## [YOUR INSTRUCTIONS]
Of all the entries below, retype only the lines from the one with "for x in 0..width" through the one with "Left half masked.", exactly as they appear.

Collected data entries
Start of Block
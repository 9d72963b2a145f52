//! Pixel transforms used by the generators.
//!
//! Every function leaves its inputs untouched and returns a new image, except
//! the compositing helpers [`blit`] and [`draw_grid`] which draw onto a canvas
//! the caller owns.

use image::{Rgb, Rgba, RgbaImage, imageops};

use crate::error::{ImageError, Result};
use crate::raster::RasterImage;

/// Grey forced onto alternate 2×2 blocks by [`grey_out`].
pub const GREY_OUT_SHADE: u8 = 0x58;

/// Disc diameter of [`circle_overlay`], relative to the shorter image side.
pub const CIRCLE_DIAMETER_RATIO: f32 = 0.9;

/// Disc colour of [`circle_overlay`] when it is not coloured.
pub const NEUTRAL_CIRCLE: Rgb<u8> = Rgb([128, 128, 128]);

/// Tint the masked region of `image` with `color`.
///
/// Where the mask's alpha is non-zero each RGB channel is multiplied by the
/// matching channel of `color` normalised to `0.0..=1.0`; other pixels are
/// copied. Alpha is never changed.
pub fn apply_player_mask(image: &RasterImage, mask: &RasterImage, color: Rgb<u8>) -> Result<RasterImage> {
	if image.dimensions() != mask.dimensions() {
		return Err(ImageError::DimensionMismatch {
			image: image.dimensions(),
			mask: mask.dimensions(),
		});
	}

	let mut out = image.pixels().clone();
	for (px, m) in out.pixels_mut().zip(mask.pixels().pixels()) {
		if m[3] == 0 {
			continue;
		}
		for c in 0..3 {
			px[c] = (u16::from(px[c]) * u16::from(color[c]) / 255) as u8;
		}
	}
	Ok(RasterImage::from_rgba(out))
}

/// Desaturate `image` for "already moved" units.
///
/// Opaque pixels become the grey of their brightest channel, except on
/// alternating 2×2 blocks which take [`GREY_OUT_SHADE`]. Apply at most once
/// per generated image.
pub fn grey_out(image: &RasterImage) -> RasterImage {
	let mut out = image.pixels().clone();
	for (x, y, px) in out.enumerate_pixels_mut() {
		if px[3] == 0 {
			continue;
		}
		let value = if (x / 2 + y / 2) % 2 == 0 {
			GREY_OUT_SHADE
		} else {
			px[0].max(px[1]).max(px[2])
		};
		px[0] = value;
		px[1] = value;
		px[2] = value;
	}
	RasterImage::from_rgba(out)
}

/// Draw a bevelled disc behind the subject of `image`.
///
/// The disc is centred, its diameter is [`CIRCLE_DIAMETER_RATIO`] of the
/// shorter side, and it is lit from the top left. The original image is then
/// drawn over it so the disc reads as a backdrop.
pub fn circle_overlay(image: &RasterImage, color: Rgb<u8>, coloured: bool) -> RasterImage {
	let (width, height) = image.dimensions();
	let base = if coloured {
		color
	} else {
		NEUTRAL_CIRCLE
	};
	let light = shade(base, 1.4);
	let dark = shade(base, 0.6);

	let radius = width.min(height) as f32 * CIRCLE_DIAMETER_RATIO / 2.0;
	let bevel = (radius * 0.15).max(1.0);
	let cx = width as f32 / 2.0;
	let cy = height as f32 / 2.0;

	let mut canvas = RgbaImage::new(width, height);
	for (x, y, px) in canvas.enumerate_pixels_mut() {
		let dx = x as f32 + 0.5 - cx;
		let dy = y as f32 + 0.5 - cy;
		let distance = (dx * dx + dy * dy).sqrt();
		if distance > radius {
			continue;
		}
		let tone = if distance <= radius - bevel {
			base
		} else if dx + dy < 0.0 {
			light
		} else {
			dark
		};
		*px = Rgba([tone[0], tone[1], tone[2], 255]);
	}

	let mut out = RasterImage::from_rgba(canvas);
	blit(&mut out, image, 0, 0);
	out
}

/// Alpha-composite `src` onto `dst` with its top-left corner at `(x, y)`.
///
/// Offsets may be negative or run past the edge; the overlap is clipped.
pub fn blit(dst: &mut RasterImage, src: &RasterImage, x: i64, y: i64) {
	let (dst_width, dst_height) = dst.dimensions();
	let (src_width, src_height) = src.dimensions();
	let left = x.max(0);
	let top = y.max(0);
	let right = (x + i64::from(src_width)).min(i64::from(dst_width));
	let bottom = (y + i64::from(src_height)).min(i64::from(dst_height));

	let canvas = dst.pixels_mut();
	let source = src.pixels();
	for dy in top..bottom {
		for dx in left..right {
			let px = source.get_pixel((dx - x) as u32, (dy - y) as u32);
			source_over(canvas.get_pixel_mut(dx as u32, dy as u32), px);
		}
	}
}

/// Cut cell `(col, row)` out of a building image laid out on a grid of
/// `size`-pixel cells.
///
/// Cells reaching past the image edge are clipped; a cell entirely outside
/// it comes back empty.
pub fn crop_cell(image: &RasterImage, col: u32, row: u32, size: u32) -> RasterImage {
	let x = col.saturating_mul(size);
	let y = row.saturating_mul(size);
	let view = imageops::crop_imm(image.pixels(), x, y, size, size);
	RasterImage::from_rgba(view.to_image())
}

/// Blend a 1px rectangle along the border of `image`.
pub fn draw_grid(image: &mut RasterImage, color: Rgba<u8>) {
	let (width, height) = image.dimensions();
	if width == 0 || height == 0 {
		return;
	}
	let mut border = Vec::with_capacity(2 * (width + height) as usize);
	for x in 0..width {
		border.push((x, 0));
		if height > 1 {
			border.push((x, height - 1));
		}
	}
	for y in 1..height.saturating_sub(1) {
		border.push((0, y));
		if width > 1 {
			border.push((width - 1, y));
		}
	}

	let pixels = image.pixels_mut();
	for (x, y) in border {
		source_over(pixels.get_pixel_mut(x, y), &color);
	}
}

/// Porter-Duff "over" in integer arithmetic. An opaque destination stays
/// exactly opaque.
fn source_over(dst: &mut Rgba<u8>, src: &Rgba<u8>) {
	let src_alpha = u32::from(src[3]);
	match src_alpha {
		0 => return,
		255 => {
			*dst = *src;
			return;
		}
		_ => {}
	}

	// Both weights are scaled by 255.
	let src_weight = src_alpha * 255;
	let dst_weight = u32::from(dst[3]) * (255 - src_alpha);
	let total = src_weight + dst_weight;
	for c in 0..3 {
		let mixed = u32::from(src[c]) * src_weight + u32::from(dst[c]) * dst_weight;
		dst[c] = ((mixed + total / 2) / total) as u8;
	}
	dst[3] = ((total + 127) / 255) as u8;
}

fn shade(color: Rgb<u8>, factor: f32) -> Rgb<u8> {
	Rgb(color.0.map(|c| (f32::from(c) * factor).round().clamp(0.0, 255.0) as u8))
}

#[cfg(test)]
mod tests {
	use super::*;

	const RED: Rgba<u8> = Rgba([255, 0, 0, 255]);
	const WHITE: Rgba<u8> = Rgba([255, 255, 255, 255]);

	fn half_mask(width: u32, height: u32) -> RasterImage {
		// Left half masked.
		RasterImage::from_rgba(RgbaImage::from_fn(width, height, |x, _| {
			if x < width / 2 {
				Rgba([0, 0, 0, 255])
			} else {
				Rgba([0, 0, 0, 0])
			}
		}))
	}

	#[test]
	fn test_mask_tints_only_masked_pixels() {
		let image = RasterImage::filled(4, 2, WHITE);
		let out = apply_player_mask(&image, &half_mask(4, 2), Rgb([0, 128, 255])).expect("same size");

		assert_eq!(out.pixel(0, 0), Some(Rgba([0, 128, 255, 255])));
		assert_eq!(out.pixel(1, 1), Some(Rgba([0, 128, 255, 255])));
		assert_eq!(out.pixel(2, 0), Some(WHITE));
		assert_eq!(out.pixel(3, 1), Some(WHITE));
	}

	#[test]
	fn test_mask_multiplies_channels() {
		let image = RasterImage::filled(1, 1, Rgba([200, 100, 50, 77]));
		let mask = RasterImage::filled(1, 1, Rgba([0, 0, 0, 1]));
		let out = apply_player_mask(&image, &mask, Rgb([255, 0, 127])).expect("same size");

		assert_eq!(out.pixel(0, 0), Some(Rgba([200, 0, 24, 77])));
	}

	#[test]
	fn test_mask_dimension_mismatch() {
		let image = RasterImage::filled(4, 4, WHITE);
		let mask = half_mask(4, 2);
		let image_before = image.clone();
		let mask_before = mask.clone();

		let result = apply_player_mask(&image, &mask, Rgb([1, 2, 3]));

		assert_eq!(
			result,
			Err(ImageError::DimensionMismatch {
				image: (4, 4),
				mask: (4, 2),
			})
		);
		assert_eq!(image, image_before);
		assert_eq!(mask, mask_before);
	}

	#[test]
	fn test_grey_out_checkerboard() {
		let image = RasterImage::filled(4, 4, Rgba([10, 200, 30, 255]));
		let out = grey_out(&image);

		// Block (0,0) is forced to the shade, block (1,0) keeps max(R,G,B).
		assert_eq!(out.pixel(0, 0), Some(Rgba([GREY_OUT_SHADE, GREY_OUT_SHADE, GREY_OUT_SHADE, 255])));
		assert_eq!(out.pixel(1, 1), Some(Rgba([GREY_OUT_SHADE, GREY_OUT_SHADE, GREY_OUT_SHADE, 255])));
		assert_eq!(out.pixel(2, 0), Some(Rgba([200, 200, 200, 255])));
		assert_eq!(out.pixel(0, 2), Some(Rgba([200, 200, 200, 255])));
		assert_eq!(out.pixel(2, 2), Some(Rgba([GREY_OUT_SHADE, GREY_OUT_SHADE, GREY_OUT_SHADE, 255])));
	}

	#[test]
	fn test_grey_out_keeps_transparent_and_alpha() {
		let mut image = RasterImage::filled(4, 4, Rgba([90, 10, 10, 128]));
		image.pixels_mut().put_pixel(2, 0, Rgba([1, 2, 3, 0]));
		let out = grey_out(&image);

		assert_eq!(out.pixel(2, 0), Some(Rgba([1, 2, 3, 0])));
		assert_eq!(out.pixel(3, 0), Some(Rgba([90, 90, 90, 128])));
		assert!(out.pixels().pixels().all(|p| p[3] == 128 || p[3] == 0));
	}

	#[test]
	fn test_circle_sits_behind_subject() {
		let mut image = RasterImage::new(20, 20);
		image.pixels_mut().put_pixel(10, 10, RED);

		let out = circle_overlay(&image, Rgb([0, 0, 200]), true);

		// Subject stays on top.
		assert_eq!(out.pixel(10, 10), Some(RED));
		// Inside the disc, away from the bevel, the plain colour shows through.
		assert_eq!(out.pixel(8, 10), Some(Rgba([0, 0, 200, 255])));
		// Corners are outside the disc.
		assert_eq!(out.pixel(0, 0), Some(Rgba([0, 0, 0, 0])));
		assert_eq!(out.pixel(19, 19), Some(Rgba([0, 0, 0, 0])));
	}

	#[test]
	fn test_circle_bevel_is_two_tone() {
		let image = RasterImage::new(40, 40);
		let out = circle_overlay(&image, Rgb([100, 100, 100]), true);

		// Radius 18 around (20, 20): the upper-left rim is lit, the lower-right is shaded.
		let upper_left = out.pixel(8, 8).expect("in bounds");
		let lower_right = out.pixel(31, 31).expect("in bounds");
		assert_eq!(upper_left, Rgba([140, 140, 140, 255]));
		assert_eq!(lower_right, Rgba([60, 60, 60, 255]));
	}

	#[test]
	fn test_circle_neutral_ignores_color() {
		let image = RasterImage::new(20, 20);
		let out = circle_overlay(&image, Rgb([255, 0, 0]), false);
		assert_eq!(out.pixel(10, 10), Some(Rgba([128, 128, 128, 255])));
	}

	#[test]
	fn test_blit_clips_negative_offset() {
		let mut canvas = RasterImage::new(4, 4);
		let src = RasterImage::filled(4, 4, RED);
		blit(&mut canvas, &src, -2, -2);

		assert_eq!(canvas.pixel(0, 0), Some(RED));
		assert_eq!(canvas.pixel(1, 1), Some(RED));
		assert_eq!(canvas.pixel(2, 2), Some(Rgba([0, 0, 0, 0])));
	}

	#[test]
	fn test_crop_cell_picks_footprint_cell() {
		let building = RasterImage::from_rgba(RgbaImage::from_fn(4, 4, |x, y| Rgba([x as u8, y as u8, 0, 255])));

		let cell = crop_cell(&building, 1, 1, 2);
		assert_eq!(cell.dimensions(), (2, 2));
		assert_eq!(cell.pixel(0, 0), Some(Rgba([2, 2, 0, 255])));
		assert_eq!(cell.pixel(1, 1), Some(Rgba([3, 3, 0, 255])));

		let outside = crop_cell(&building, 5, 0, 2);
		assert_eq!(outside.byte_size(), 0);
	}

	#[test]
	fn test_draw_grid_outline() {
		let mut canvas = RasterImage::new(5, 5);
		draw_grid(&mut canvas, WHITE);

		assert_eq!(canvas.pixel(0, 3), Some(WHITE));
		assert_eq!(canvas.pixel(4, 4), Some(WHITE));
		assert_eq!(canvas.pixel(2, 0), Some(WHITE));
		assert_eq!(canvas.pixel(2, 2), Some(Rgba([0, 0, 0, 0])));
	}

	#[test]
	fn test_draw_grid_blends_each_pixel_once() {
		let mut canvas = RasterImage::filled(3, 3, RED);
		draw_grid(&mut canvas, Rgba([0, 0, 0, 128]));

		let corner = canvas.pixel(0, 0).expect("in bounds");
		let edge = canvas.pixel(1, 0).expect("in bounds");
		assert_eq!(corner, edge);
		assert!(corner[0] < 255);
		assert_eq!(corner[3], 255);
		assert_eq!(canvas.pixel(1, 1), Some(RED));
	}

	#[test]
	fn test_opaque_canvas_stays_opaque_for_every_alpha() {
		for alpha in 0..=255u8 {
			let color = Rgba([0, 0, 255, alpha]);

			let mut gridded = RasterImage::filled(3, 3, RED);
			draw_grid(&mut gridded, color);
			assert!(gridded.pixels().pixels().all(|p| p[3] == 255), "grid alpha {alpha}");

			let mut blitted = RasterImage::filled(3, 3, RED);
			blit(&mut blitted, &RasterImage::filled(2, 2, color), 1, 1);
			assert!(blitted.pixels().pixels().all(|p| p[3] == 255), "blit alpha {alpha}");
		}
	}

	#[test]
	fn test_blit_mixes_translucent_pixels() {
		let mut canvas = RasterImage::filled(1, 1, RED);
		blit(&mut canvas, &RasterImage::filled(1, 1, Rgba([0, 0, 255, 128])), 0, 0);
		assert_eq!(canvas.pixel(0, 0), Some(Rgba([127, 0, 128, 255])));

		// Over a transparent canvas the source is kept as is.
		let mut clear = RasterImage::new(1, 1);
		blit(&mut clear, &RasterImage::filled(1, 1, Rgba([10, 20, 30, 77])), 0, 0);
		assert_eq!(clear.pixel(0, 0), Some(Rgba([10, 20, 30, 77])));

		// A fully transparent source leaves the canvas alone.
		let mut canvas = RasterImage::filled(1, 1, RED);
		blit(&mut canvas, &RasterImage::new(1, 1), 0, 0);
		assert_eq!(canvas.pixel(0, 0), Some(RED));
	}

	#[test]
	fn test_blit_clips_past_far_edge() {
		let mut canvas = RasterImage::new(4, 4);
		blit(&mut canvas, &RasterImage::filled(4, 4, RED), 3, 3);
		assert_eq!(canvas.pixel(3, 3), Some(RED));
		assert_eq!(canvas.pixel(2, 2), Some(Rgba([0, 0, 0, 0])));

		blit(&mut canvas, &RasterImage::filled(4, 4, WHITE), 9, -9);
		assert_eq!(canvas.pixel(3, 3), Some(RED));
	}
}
End of Block
## [YOUR SOLUTION]
	for x in 0..width {
		border.push((x, 0));
		if height > 1 {
			border.push((x, height - 1));
		}
	}
	for y in 1..height.saturating_sub(1) {
		border.push((0, y));
		if width > 1 {
			border.push((width - 1, y));
		}
	}

	let pixels = image.pixels_mut();
	for (x, y) in border {
		source_over(pixels.get_pixel_mut(x, y), &color);
	}
}

/// Porter-Duff "over" in integer arithmetic. An opaque destination stays
/// exactly opaque.
fn source_over(dst: &mut Rgba<u8>, src: &Rgba<u8>) {
	let src_alpha = u32::from(src[3]);
	match src_alpha {
		0 => return,
		255 => {
			*dst = *src;
			return;
		}
		_ => {}
	}

	// Both weights are scaled by 255.
	let src_weight = src_alpha * 255;
	let dst_weight = u32::from(dst[3]) * (255 - src_alpha);
	let total = src_weight + dst_weight;
	for c in 0..3 {
		let mixed = u32::from(src[c]) * src_weight + u32::from(dst[c]) * dst_weight;
		dst[c] = ((mixed + total / 2) / total) as u8;
	}
	dst[3] = ((total + 127) / 255) as u8;
}

fn shade(color: Rgb<u8>, factor: f32) -> Rgb<u8> {
	Rgb(color.0.map(|c| (f32::from(c) * factor).round().clamp(0.0, 255.0) as u8))
}

#[cfg(test)]
mod tests {
	use super::*;

	const RED: Rgba<u8> = Rgba([255, 0, 0, 255]);
	const WHITE: Rgba<u8> = Rgba([255, 255, 255, 255]);

	fn half_mask(width: u32, height: u32) -> RasterImage {
		// Left half masked.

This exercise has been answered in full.